Prevista dalla Buona Scuola, l'alternanza scuola-lavoro mostra già al secondo anno di applicazione diverse criticità. Occorre domandarsi se questo progetto rappresenti davvero un valore all'interno del sistema di istruzione e formazione statale.
È uscito oggi sulle pagine de Il Fatto Quotidiano un articolo di Alex Corlazzoli che denuncia diverse storture relative alla cosiddetta “alternanza scuola–lavoro” prevista dalla “Buona Scuola”, la riforma scolastica voluta ormai due anni fa dal governo Renzi.
Che questa “alternanza” fosse un'operazione di marketing o poco più lo si poteva intuire da tempo: un po' di cipria attorno ai vecchi stage che già erano presenti negli istituti professionali e che ora - in forma più invasiva - sono stati estesi ad ogni ordine scolastico. Al di là dell'articolo del Corlazzoli - che pone un tema delicato, ma statisticamente secondario - da insegnante credo che i nodi veri al riguardo dell'alternanza siano tre e riguardino principalmente la sua natura formativa:
1- Sospendere l'attività didattica per tre settimane nel bel mezzo all'anno scolastico ed essere catapultati - quando va bene - in un ufficio, siamo sicuri possa essere un'esperienza che porti davvero qualche frutto? È ragionevole dare tutto questo peso a qualche settimana di stage?
Quando la riforma sarà a pieno regime – per fare un esempio - la relazione di stage sostituirà la tesina da portare all'esame di maturità: al posto di affrontare e discutere uno dei pochi momenti di ricerca attiva presenti nel percorso scolastico di uno studente italiano, parleremo di come è andata l'esperienza in biblioteca durante l'inverno.

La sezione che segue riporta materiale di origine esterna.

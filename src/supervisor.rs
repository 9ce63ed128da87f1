//! Connection supervision.
//!
//! Drives link establishment, the registration handshake, keepalive, and
//! exponential-backoff reconnection across two nested failure domains: the
//! network link and the protocol session. A single task owns the socket, the
//! framer, and the display handle, so no locking is involved anywhere.

use std::io;
use std::time::Duration;

use tokio::io::AsyncWriteExt;
use tokio::net::tcp::OwnedWriteHalf;
use tokio::net::TcpStream;
use tokio::time::{sleep, timeout};
use tracing::{debug, info, warn};

use ircboard_proto::{Framer, ParsedMessage, ProtocolError};

use crate::backoff::Backoff;
use crate::config::{Config, ConfigError};
use crate::display::Panel;
use crate::router::{Action, Router};

/// Socket connect timeout.
const CONNECT_TIMEOUT: Duration = Duration::from_secs(30);

/// Idle yield between read attempts once the line queue is drained. Keeps
/// latency low without busy-spinning.
const IDLE_YIELD: Duration = Duration::from_millis(1);

/// Link and registration lifecycle states.
#[derive(Debug, Clone, Copy, PartialEq, Eq)]
pub enum ConnectionState {
    /// No link; connect attempts run under the link backoff.
    Disconnected,
    /// Socket connected, registration burst not yet sent.
    LinkUp,
    /// Registration burst sent, waiting for confirmation or rejection.
    AwaitingRegistration,
    /// Channel join confirmed.
    Registered,
    /// Unrecoverable configuration error. Terminal.
    Faulted,
}

/// Orchestrates the connection lifecycle around a [`Router`] and a display
/// [`Panel`].
pub struct Supervisor<P> {
    config: Config,
    router: Router,
    panel: P,
    state: ConnectionState,
    link_backoff: Backoff,
    registration_backoff: Backoff,
}

impl<P: Panel> Supervisor<P> {
    /// Create a supervisor from validated-or-not configuration. Validation
    /// happens on [`Supervisor::run`] entry so a bad configuration surfaces
    /// through the `Faulted` path exactly once.
    pub fn new(config: Config, panel: P) -> Self {
        let router = Router::new(config.irc.nick.clone(), config.irc.chan.clone());
        let link_backoff = Backoff::new(
            Duration::from_millis(config.retry.link_floor_ms),
            Duration::from_millis(config.retry.link_ceiling_ms),
        );
        let registration_backoff = Backoff::new(
            Duration::from_millis(config.retry.registration_floor_ms),
            Duration::from_millis(config.retry.registration_ceiling_ms),
        );
        Self {
            config,
            router,
            panel,
            state: ConnectionState::Disconnected,
            link_backoff,
            registration_backoff,
        }
    }

    /// Run the connection cycle forever. Returns only for an unrecoverable
    /// configuration error.
    pub async fn run(&mut self) -> Result<(), ConfigError> {
        if let Err(e) = self.config.validate() {
            self.state = ConnectionState::Faulted;
            self.panel.set_status("config error");
            return Err(e);
        }

        loop {
            self.panel.set_status("IRC connect...");
            let stream = match self.connect().await {
                Ok(stream) => stream,
                Err(e) => {
                    let delay = self.link_backoff.next_delay();
                    warn!(error = %e, delay_ms = delay.as_millis() as u64, "connect failed");
                    self.panel.set_status("link down");
                    sleep(delay).await;
                    continue;
                }
            };
            self.state = ConnectionState::LinkUp;
            // A successful link-up (not a successful registration) resets the
            // link timer; consecutive connect failures keep doubling.
            self.link_backoff.reset();
            info!(
                host = %self.config.server.host,
                port = self.config.server.port,
                "link established"
            );

            let err = self.session(stream).await;
            warn!(error = %err, "link lost");
            self.state = ConnectionState::Disconnected;
            self.panel.set_status("link down");
        }
    }

    async fn connect(&self) -> io::Result<TcpStream> {
        let addr = (self.config.server.host.as_str(), self.config.server.port);
        match timeout(CONNECT_TIMEOUT, TcpStream::connect(addr)).await {
            Ok(result) => result,
            Err(_) => Err(io::Error::new(
                io::ErrorKind::TimedOut,
                "connect timed out",
            )),
        }
    }

    /// Run one protocol session to link failure. Only link-level errors
    /// escape; everything else is absorbed as state transitions or dropped
    /// input.
    async fn session(&mut self, stream: TcpStream) -> ProtocolError {
        let (read_half, mut write_half) = stream.into_split();
        let mut framer = Framer::new(read_half);

        if let Err(e) = self.register(&mut write_half).await {
            return e;
        }

        loop {
            // Drain every line already buffered before yielding.
            loop {
                let line = match framer.poll().await {
                    Ok(Some(line)) => line,
                    Ok(None) => break,
                    Err(e) => return e,
                };
                debug!(raw = %line, "received");
                let msg: ParsedMessage = match line.parse() {
                    Ok(msg) => msg,
                    Err(e) => {
                        debug!(error = %e, "dropping malformed line");
                        continue;
                    }
                };
                // Dispatch only happens with the registration burst in flight
                // or confirmed.
                debug_assert!(matches!(
                    self.state,
                    ConnectionState::AwaitingRegistration | ConnectionState::Registered
                ));
                let action = self.router.dispatch(&msg, &mut self.panel);
                if let Err(e) = self.apply(action, &mut write_half).await {
                    return e;
                }
            }
            sleep(IDLE_YIELD).await;
        }
    }

    /// Send the registration burst: identity declaration then channel join.
    async fn register(&mut self, writer: &mut OwnedWriteHalf) -> Result<(), ProtocolError> {
        self.state = ConnectionState::AwaitingRegistration;
        let burst = format!(
            "NICK {0}\r\nUSER {0} 0 * :{0}\r\nJOIN {1}\r\n",
            self.config.irc.nick, self.config.irc.chan
        );
        writer.write_all(burst.as_bytes()).await?;
        debug!(nick = %self.config.irc.nick, chan = %self.config.irc.chan, "registration sent");
        Ok(())
    }

    /// Execute a router action. Backoff sleeps happen only here and in the
    /// link retry path, never per-line.
    async fn apply(
        &mut self,
        action: Action,
        writer: &mut OwnedWriteHalf,
    ) -> Result<(), ProtocolError> {
        match action {
            Action::None => {}
            Action::Pong(params) => {
                let reply = format!("PONG {params}\r\n");
                writer.write_all(reply.as_bytes()).await?;
                debug!(params = %params, "pong sent");
            }
            Action::RetryRegistration => {
                let delay = self.registration_backoff.next_delay();
                info!(delay_ms = delay.as_millis() as u64, "nick rejected, re-registering");
                sleep(delay).await;
                self.register(writer).await?;
            }
            Action::ConfirmRegistration => {
                self.state = ConnectionState::Registered;
                // Successful registration resets only the registration timer.
                self.registration_backoff.reset();
                info!(chan = %self.config.irc.chan, "registered");
            }
        }
        Ok(())
    }
}
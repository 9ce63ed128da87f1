//! Message dispatch.
//!
//! Interprets parsed messages against the bot's identity and channel, drives
//! display notifications, and hands follow-up work back to the connection
//! supervisor as [`Action`] values so that all socket I/O and state
//! transitions stay in one place.

use tracing::debug;

use ircboard_proto::ParsedMessage;

use crate::display::{Panel, WrapMode};

/// Topic directive selecting preformatted rendering. The character after the
/// directive is a caller-chosen delimiter that is replaced with line breaks.
const PRE_DIRECTIVE: &str = "!pre ";

/// Numeric reply for a nickname collision.
const ERR_NICKNAMEINUSE: &str = "433";

/// Numeric reply carrying the channel topic on join.
const RPL_TOPIC: &str = "332";

/// Follow-up action the supervisor executes after a dispatch.
#[derive(Debug, Clone, PartialEq, Eq)]
pub enum Action {
    /// Nothing further to do.
    None,
    /// Answer a liveness probe, echoing its token.
    Pong(String),
    /// Our nickname was rejected; re-register after the registration backoff.
    RetryRegistration,
    /// The requested channel join was confirmed; we are registered.
    ConfirmRegistration,
}

/// Dispatch table for incoming messages.
pub struct Router {
    nick: String,
    chan: String,
}

impl Router {
    /// Create a router for the given identity and channel.
    pub fn new(nick: impl Into<String>, chan: impl Into<String>) -> Self {
        Self {
            nick: nick.into(),
            chan: chan.into(),
        }
    }

    /// Interpret one message, notifying the panel as needed, and return the
    /// action for the supervisor. Unrecognized commands are ignored.
    pub fn dispatch(&self, msg: &ParsedMessage, panel: &mut dyn Panel) -> Action {
        match msg.command.as_str() {
            "PING" => Action::Pong(msg.params.clone()),
            ERR_NICKNAMEINUSE => {
                panel.set_status("IRC: nick in use");
                Action::RetryRegistration
            }
            "JOIN" => self.on_join(msg, panel),
            RPL_TOPIC => {
                // Typical params: `tftbot #sensors :!pre /...`
                let target = format!("{} {} :", self.nick, self.chan);
                if let Some(text) = msg.params.strip_prefix(&target) {
                    self.show_topic(text, panel);
                }
                Action::None
            }
            "TOPIC" => {
                // Typical params: `#sensors :!pre /...`
                let target = format!("{} :", self.chan);
                if let Some(text) = msg.params.strip_prefix(&target) {
                    self.show_topic(text, panel);
                }
                Action::None
            }
            "PRIVMSG" => {
                if let Some(text) = msg.trailing() {
                    panel.render(text, WrapMode::Word);
                }
                Action::None
            }
            other => {
                debug!(command = %other, "ignoring command");
                Action::None
            }
        }
    }

    /// A JOIN confirmation counts only when it is ours: the prefix must name
    /// our own identity. Other users' joins are ignored.
    fn on_join(&self, msg: &ParsedMessage, panel: &mut dyn Panel) -> Action {
        let me = format!(":{}!", self.nick);
        match &msg.prefix {
            Some(prefix) if prefix.starts_with(&me) => {
                let chan = msg.params.strip_prefix(':').unwrap_or(&msg.params);
                panel.set_status(&format!("joined {chan}"));
                Action::ConfirmRegistration
            }
            _ => Action::None,
        }
    }

    /// Render topic text. A `!pre ` directive makes the next character a
    /// caller-chosen delimiter replaced with line breaks; otherwise the text
    /// is hard-wrapped.
    fn show_topic(&self, text: &str, panel: &mut dyn Panel) {
        if let Some(rest) = text.strip_prefix(PRE_DIRECTIVE) {
            let mut chars = rest.chars();
            if let Some(delim) = chars.next() {
                let body = chars.as_str().replace(delim, "\n");
                panel.render(&body, WrapMode::Pre);
            }
        } else {
            panel.render(text, WrapMode::Hard);
        }
    }
}
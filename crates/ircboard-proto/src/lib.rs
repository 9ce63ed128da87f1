//! # ircboard-proto
//!
//! Protocol core for the ircboard appliance: byte-stream framing and line
//! parsing for a line-oriented IRC-style text protocol.
//!
//! ## Quick Start
//!
//! ```no_run
//! use ircboard_proto::{Framer, ParsedMessage};
//!
//! # async fn run(stream: tokio::net::TcpStream) -> ircboard_proto::Result<()> {
//! let (read_half, _write_half) = stream.into_split();
//! let mut framer = Framer::new(read_half);
//!
//! // Drain all currently available lines before idling.
//! while let Some(line) = framer.poll().await? {
//!     match line.parse::<ParsedMessage>() {
//!         Ok(msg) => println!("{} {}", msg.command, msg.params),
//!         Err(_) => continue, // malformed lines are dropped
//!     }
//! }
//! # Ok(())
//! # }
//! ```

#![deny(clippy::all)]
#![warn(missing_docs)]

pub mod error;
pub mod framer;
pub mod message;

pub use error::{MessageParseError, ProtocolError, Result};
pub use framer::Framer;
pub use message::ParsedMessage;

Da parte mia, temo si finisca per dare agli studenti un messaggio distorsivo, svalutando ancor più di quanto giù non accada il ruolo di una scuola che educa ad essere buoni cittadini prima che tecnici di qualche cosa. Oggi questo ordine di priorità è sotto attacco, se non già definitivamente sovvertito; ma una scuola che prepara prima di tutto al mondo del lavoro è una scuola che riproduce lo status quo, che insegna ad accettare la realtà così com'è e non scommette sullo sviluppo della capacità critica, limitando così una vera messa in discussione delle regole del gioco.
2- Le scuole oggi stanno impiegando molte risorse per organizzare le attività di alternanza: in ogni istituto il monte ore complessivo di uno o più docenti viene dedicato a fare telefonate alle aziende con il solo obiettivo di organizzare centinaia di tirocini ed evadere la burocrazia annessa. Non abbiamo modi più efficaci di utilizzare questi soldi dentro la scuola? Ci torniamo più avanti.
3- C'è un problema organizzativo serio. Pensare di mandare ogni studente d'Italia a fare centinaia di ore di stage fuori dalla scuola è un problema: il tessuto economico non riesce o semplicemente non è intenzionato ad assorbirli. Non a caso, anche nella produttiva Brianza, in una biblioteca di paese, sono finiti a lavorare contemporaneamente una decina di studenti. Figuriamoci cosa possa succedere laddove il territorio offra meno opportunità.
Infine, crediamo davvero sia possibile in un così breve periodo di tempo fornire “occasioni formative di alto e qualificato profilo” come affermato dai documenti ministeriali?
Temo che dopo la riforma approvata con grande fretta, sia tempo di fermarsi e fare una riflessione seria. Alternative a portata di mano sono già presenti. Perché, ad esempio, non vincolare le risorse dell'alternanza per la costruzione o potenziamento di progetti d'impresa o innovazione dentro la scuola? Ce ne sono già tanti attivi e aspettano fondi, spazi e strumenti per potersi ampliare e migliorare. E' solo una delle tante modalità per destinare a miglior profitto quei soldi. Una scelta che rappresenterebbe un volano positivo: un traino forte per innovare - davvero e non a parole - la didattica e fare esperienza di laboratorio in un contesto che ha competenze e attenzione per seguire al meglio ogni studente.